Start of Data extracts

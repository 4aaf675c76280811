//! Helpers for presenting and persisting results.
//!
//! Results of hundreds of millions of digits are written in fixed-size
//! fragments so no second full-size copy of the string is ever built.

use std::io::{self, Write};
use std::time::{SystemTime, UNIX_EPOCH};

/// Default fragment size, in characters, for writing a result.
pub const DEFAULT_CHUNK_CHARS: usize = 100_000;

/// First line of every result file, followed by an empty line.
pub const PI_FILE_HEADER: &str = "Circumference Over Diameter Pi file\n\n";

/// Label printed before the digits, on the console and in result files.
pub const RESULT_PREFIX: &str = "Pi: ";

/// Suffix of every result file name.
pub const PI_FILE_SUFFIX: &str = " - Pi.txt";

// ============================================================================
// Chunked Iterator
// ============================================================================

/// Iterator over consecutive fragments of a string.
///
/// Each fragment holds `chunk_chars` characters, except possibly the last.
/// Fragments borrow from the source, so iterating allocates nothing.
///
/// # Example
/// ```
/// use cod_core::DigitChunks;
///
/// let chunks: Vec<&str> = DigitChunks::new("3.14159", 3).collect();
/// assert_eq!(chunks, vec!["3.1", "415", "9"]);
/// ```
pub struct DigitChunks<'a> {
    rest: &'a str,
    chunk_chars: usize,
}

impl<'a> DigitChunks<'a> {
    /// Creates an iterator over `text` in fragments of `chunk_chars` characters.
    ///
    /// A `chunk_chars` of 0 is treated as [`DEFAULT_CHUNK_CHARS`].
    pub fn new(text: &'a str, chunk_chars: usize) -> Self {
        let chunk_chars = if chunk_chars == 0 {
            DEFAULT_CHUNK_CHARS
        } else {
            chunk_chars
        };
        Self {
            rest: text,
            chunk_chars,
        }
    }
}

impl<'a> Iterator for DigitChunks<'a> {
    type Item = &'a str;

    fn next(&mut self) -> Option<Self::Item> {
        if self.rest.is_empty() {
            return None;
        }
        // Over an ASCII prefix the byte index is the char index.
        let fast = self.chunk_chars.min(self.rest.len());
        let split = if self.rest.as_bytes()[..fast].is_ascii() {
            fast
        } else {
            self.rest
                .char_indices()
                .nth(self.chunk_chars)
                .map_or(self.rest.len(), |(i, _)| i)
        };
        let (head, tail) = self.rest.split_at(split);
        self.rest = tail;
        Some(head)
    }

    fn size_hint(&self) -> (usize, Option<usize>) {
        if self.rest.is_empty() {
            return (0, Some(0));
        }
        let max = self.rest.len().div_ceil(self.chunk_chars);
        let min = self.rest.len().div_ceil(self.chunk_chars.saturating_mul(4));
        (min, Some(max))
    }
}

/// Writes `text` to `out` fragment by fragment.
pub fn write_chunked<W: Write>(out: &mut W, text: &str, chunk_chars: usize) -> io::Result<()> {
    for chunk in DigitChunks::new(text, chunk_chars) {
        out.write_all(chunk.as_bytes())?;
    }
    out.flush()
}

/// Writes a complete result file body: header, then the labelled result on
/// its own newline-terminated line.
pub fn write_pi_file<W: Write>(out: &mut W, pi: &str) -> io::Result<()> {
    out.write_all(PI_FILE_HEADER.as_bytes())?;
    out.write_all(RESULT_PREFIX.as_bytes())?;
    write_chunked(out, pi, DEFAULT_CHUNK_CHARS)?;
    out.write_all(b"\n")
}

// ============================================================================
// Naming and Inspection
// ============================================================================

/// Builds the name of a result file from its creation time.
///
/// The format is `"<secs>.<micros> - Pi.txt"`, seconds since the Unix epoch
/// with six fractional digits. It contains no `:`, so it is valid on every
/// common filesystem.
///
/// # Example
/// ```
/// use std::time::{Duration, UNIX_EPOCH};
/// use cod_core::pi_file_name;
///
/// let t = UNIX_EPOCH + Duration::from_micros(1_700_000_000_000_042);
/// assert_eq!(pi_file_name(t), "1700000000.000042 - Pi.txt");
/// ```
pub fn pi_file_name(timestamp: SystemTime) -> String {
    let since_epoch = timestamp.duration_since(UNIX_EPOCH).unwrap_or_default();
    format!(
        "{}.{:06}{}",
        since_epoch.as_secs(),
        since_epoch.subsec_micros(),
        PI_FILE_SUFFIX
    )
}

/// Returns the last `n` characters of `text`, with newlines shown as `\n`.
///
/// Used to spot-check the tail of a result file without printing it whole.
pub fn last_chars(text: &str, n: usize) -> String {
    let start = if n == 0 {
        text.len()
    } else {
        text.char_indices()
            .rev()
            .nth(n - 1)
            .map_or(0, |(i, _)| i)
    };
    text[start..].replace('\n', "\\n")
}
//! Circumference Over Diameter HTTP Server Library
//!
//! This module exposes the core server functionality for testing purposes.
//!
//! The main entry point is [`create_app`], which creates a configured Axum router.

#[path = "main_impl.rs"]
mod main_impl;

pub use main_impl::{create_app, PiResponse};
//! Progress tracking for the binary-splitting recursion.
//!
//! This module implements a progress estimation system based on the work
//! distribution of the divide-and-conquer tree.
//!
//! # Mathematical Model
//!
//! Combining two halves of a range of $s$ terms multiplies integers whose size
//! grows linearly with $s$, so each node of the tree is charged $s$ work units
//! when it completes (a leaf is charged 1).
//!
//! - **Total Work**: $W(n) = n + W(\lfloor n/2 \rfloor) + W(\lceil n/2 \rceil)$, $W(1) = 1$,
//!   roughly $n \log_2 n$.
//! - **Node Work**: the size of the range the node covers.
//!
//! This model provides a much more accurate progress bar than counting leaves,
//! since the final combine steps take far longer than the first ones.

use std::collections::BTreeMap;
use std::sync::atomic::{AtomicU64, Ordering};
use std::sync::Mutex;

/// Function type for reporting progress updates.
pub type ProgressReporter = Box<dyn Fn(f64) + Send + Sync>;

/// Minimum progress increase between two reports.
const REPORT_THRESHOLD: f64 = 0.01;

/// Calculates the total work units for a recursion over `terms` terms.
///
/// Sub-range sizes at each depth take at most two distinct values, so the
/// memoized recursion visits $O(\log n)$ sizes.
pub fn calc_total_work(terms: u64) -> u64 {
    fn work(n: u64, memo: &mut BTreeMap<u64, u64>) -> u64 {
        if n <= 1 {
            return n;
        }
        if let Some(&w) = memo.get(&n) {
            return w;
        }
        let half = n / 2;
        let w = n + work(half, memo) + work(n - half, memo);
        memo.insert(n, w);
        w
    }

    work(terms, &mut BTreeMap::new())
}

/// Shared progress state for one computation.
///
/// Safe to update from several rayon workers; reports are serialized and
/// never decrease.
pub struct ProgressTracker<'a> {
    reporter: &'a ProgressReporter,
    total_work: u64,
    work_done: AtomicU64,
    last_reported: Mutex<f64>,
}

impl<'a> ProgressTracker<'a> {
    /// Creates a tracker for a recursion over `terms` terms.
    pub fn new(terms: u64, reporter: &'a ProgressReporter) -> Self {
        Self {
            reporter,
            total_work: calc_total_work(terms),
            work_done: AtomicU64::new(0),
            last_reported: Mutex::new(-1.0),
        }
    }

    /// Reports the initial 0.0.
    pub fn start(&self) {
        self.report(0.0, true);
    }

    /// Charges the completion of a node covering `terms` terms.
    pub fn complete_node(&self, terms: u64) {
        let done = self.work_done.fetch_add(terms, Ordering::Relaxed) + terms;
        let is_end = done >= self.total_work;
        let progress = if self.total_work == 0 {
            1.0
        } else {
            (done as f64 / self.total_work as f64).min(1.0)
        };
        self.report(progress, is_end);
    }

    /// Returns the fraction of work completed so far.
    pub fn fraction(&self) -> f64 {
        if self.total_work == 0 {
            return 1.0;
        }
        (self.work_done.load(Ordering::Relaxed) as f64 / self.total_work as f64).min(1.0)
    }

    // Report if:
    // 1. It's the very first or the very last step
    // 2. Progress has increased by at least 1% since last report
    fn report(&self, progress: f64, force: bool) {
        let mut last = match self.last_reported.lock() {
            Ok(guard) => guard,
            Err(poisoned) => poisoned.into_inner(),
        };
        let significant_change = progress - *last >= REPORT_THRESHOLD;
        if (force && progress > *last) || significant_change {
            (self.reporter)(progress);
            *last = progress;
        }
    }
}

#[cfg(test)]
mod tests {
    use super::*;
    use std::sync::Arc;

    #[test]
    fn test_calc_total_work() {
        assert_eq!(calc_total_work(0), 0);
        assert_eq!(calc_total_work(1), 1);
        assert_eq!(calc_total_work(2), 4); // 2 + 1 + 1
        assert_eq!(calc_total_work(3), 8); // 3 + W(1) + W(2)
        assert_eq!(calc_total_work(4), 12); // 4 + 4 + 4
    }

    #[test]
    fn test_calc_total_work_large_is_fast() {
        // ~ n log2 n
        let w = calc_total_work(1 << 30);
        assert_eq!(w, (1u64 << 30) * 31);
    }

    #[test]
    fn test_progress_monotonicity_and_bounds() {
        let seen = Arc::new(Mutex::new(Vec::<f64>::new()));
        let sink = seen.clone();
        let reporter: ProgressReporter = Box::new(move |p| sink.lock().unwrap().push(p));
        let tracker = ProgressTracker::new(4, &reporter);

        tracker.start();
        // Leaves, then the two halves, then the root: 4 + 2 + 2 + 4 = 12
        for size in [1, 1, 2, 1, 1, 2, 4] {
            tracker.complete_node(size);
        }

        let seen = seen.lock().unwrap();
        assert_eq!(seen.first(), Some(&0.0));
        assert_eq!(seen.last(), Some(&1.0));
        for w in seen.windows(2) {
            assert!(w[1] > w[0], "Progress decreased: {} -> {}", w[0], w[1]);
        }
        for p in seen.iter() {
            assert!((0.0..=1.0).contains(p));
        }
        assert_eq!(tracker.fraction(), 1.0);
    }

    #[test]
    fn test_reports_are_throttled() {
        let count = Arc::new(AtomicU64::new(0));
        let sink = count.clone();
        let terms = 10_000;
        let reporter: ProgressReporter = Box::new(move |_| {
            sink.fetch_add(1, Ordering::Relaxed);
        });
        let tracker = ProgressTracker::new(terms, &reporter);

        for _ in 0..calc_total_work(terms) {
            tracker.complete_node(1);
        }

        // At most one report per percent, plus the final one
        let reports = count.load(Ordering::Relaxed);
        assert!(reports <= 102, "Too many reports: {}", reports);
        assert!(reports >= 50, "Too few reports: {}", reports);
    }
}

End of Data extracts

◆ Exercise details:
When "text" shows up in a line of the material, report that line.

◆ Response to the task:
    /// Creates an iterator over `text` in fragments of `chunk_chars` characters.
    pub fn new(text: &'a str, chunk_chars: usize) -> Self {
            rest: text,
/// Writes `text` to `out` fragment by fragment.
pub fn write_chunked<W: Write>(out: &mut W, text: &str, chunk_chars: usize) -> io::Result<()> {
    for chunk in DigitChunks::new(text, chunk_chars) {
/// Returns the last `n` characters of `text`, with newlines shown as `\n`.
pub fn last_chars(text: &str, n: usize) -> String {
        text.len()
        text.char_indices()
    text[start..].replace('\n', "\\n")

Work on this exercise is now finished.